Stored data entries
++++++

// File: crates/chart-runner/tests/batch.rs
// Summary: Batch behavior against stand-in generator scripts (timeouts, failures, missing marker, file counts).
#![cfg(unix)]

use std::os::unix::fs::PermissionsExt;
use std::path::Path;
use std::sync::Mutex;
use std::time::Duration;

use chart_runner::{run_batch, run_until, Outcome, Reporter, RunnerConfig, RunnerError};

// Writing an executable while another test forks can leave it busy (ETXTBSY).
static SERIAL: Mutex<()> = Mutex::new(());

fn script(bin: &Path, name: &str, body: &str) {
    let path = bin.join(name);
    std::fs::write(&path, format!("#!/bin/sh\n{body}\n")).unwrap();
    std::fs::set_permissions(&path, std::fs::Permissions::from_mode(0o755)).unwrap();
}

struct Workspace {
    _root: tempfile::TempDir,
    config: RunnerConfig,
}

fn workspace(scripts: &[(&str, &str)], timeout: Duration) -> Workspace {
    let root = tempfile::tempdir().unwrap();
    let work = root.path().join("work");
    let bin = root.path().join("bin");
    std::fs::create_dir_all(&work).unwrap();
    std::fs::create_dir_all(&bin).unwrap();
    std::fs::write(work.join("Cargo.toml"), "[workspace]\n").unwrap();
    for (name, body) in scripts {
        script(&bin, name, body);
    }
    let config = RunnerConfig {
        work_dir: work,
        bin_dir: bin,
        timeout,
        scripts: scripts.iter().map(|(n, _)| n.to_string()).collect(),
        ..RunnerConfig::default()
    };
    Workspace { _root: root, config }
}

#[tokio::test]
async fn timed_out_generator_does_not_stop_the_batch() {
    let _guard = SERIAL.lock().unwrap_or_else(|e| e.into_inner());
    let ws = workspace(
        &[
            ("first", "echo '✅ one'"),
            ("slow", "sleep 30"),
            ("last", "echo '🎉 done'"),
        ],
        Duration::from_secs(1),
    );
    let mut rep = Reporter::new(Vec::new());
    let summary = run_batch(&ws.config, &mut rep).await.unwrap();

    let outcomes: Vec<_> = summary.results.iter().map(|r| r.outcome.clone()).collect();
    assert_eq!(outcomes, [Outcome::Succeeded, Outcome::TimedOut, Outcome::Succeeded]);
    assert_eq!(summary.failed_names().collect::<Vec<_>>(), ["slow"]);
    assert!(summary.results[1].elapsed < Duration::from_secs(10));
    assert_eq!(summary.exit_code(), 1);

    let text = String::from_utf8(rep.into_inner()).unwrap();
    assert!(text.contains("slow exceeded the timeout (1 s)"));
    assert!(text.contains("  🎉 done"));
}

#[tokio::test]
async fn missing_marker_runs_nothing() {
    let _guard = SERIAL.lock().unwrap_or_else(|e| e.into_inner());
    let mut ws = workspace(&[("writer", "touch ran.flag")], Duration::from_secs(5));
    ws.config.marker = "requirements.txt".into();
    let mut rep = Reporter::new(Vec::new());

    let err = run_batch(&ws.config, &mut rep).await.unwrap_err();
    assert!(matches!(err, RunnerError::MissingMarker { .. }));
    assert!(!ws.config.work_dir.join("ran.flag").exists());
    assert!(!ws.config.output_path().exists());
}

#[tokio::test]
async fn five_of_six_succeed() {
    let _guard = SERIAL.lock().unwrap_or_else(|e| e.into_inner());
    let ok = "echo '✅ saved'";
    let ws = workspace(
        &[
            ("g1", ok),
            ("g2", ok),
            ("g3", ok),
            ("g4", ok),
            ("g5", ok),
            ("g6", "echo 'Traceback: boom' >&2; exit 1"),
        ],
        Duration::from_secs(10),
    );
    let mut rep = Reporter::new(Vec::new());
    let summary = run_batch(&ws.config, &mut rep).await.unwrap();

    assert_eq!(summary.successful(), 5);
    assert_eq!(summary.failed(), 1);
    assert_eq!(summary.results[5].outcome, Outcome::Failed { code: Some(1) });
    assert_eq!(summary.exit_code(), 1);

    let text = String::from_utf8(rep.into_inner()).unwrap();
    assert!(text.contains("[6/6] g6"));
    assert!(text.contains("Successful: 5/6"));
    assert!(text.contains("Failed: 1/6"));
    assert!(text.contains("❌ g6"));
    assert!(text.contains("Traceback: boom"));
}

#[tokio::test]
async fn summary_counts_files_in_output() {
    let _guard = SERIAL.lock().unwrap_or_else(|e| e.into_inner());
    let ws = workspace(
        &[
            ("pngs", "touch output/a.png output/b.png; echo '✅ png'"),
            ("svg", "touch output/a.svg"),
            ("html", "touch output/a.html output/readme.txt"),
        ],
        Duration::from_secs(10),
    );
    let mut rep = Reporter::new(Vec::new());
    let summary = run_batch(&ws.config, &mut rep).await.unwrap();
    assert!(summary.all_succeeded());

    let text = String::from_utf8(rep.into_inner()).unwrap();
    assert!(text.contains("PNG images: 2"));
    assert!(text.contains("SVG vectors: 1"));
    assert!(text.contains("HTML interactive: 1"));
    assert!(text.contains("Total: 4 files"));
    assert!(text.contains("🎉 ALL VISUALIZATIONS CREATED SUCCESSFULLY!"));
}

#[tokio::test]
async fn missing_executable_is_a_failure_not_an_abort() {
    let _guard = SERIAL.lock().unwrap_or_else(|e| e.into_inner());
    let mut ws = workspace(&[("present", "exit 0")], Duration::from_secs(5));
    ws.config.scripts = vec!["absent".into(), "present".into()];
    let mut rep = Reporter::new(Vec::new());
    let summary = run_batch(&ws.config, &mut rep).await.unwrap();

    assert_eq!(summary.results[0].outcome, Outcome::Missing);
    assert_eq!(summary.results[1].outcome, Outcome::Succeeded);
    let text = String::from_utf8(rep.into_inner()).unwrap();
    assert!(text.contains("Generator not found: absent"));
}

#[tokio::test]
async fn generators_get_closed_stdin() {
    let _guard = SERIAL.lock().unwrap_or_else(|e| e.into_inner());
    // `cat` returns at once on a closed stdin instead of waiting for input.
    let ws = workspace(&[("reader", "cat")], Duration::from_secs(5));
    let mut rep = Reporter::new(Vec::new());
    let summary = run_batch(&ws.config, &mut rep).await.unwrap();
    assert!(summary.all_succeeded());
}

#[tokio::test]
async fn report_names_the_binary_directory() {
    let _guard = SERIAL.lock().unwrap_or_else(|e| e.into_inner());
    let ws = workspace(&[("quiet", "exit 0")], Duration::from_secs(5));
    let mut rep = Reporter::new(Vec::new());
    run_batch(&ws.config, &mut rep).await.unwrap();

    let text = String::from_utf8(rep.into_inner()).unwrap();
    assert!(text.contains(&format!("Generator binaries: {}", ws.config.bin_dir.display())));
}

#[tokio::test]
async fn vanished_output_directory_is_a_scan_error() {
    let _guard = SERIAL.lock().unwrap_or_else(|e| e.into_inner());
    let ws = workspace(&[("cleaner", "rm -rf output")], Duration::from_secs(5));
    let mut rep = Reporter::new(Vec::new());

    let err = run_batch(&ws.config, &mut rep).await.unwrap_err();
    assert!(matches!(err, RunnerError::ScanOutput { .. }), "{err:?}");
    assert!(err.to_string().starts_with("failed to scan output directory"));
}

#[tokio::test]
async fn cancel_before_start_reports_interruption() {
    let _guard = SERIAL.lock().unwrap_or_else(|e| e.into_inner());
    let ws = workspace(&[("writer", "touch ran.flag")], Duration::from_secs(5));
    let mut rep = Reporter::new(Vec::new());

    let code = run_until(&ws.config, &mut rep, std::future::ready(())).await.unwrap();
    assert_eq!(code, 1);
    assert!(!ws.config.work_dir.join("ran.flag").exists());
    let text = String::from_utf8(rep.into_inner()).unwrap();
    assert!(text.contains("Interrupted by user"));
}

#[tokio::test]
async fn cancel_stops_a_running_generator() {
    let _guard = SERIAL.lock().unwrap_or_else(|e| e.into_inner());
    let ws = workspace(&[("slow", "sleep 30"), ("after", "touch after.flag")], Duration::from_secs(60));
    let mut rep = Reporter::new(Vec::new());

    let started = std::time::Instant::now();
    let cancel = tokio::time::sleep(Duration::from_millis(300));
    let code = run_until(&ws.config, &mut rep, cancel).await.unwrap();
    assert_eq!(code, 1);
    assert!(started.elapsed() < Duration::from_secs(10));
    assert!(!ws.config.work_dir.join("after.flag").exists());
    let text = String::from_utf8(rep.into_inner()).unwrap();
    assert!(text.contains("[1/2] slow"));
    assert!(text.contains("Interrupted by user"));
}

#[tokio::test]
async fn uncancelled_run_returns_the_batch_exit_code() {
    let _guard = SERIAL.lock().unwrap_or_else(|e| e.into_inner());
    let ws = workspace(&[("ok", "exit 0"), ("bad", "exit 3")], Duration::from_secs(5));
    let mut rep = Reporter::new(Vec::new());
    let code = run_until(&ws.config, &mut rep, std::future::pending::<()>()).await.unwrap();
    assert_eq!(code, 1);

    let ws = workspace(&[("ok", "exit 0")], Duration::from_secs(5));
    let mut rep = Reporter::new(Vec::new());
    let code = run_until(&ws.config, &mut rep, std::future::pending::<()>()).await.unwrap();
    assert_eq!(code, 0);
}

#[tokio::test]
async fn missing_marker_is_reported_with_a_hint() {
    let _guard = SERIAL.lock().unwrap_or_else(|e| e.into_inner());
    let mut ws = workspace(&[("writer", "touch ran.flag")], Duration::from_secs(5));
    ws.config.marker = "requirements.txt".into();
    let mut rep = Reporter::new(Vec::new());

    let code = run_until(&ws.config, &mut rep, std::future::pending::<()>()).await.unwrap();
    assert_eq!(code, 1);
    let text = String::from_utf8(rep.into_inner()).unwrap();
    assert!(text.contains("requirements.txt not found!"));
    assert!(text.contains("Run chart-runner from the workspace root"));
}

++++++

Work required: If a line of the data holds the string "body", list it.

Exercise response:
fn script(bin: &Path, name: &str, body: &str) {
    std::fs::write(&path, format!("#!/bin/sh\n{body}\n")).unwrap();
    for (name, body) in scripts {
        script(&bin, name, body);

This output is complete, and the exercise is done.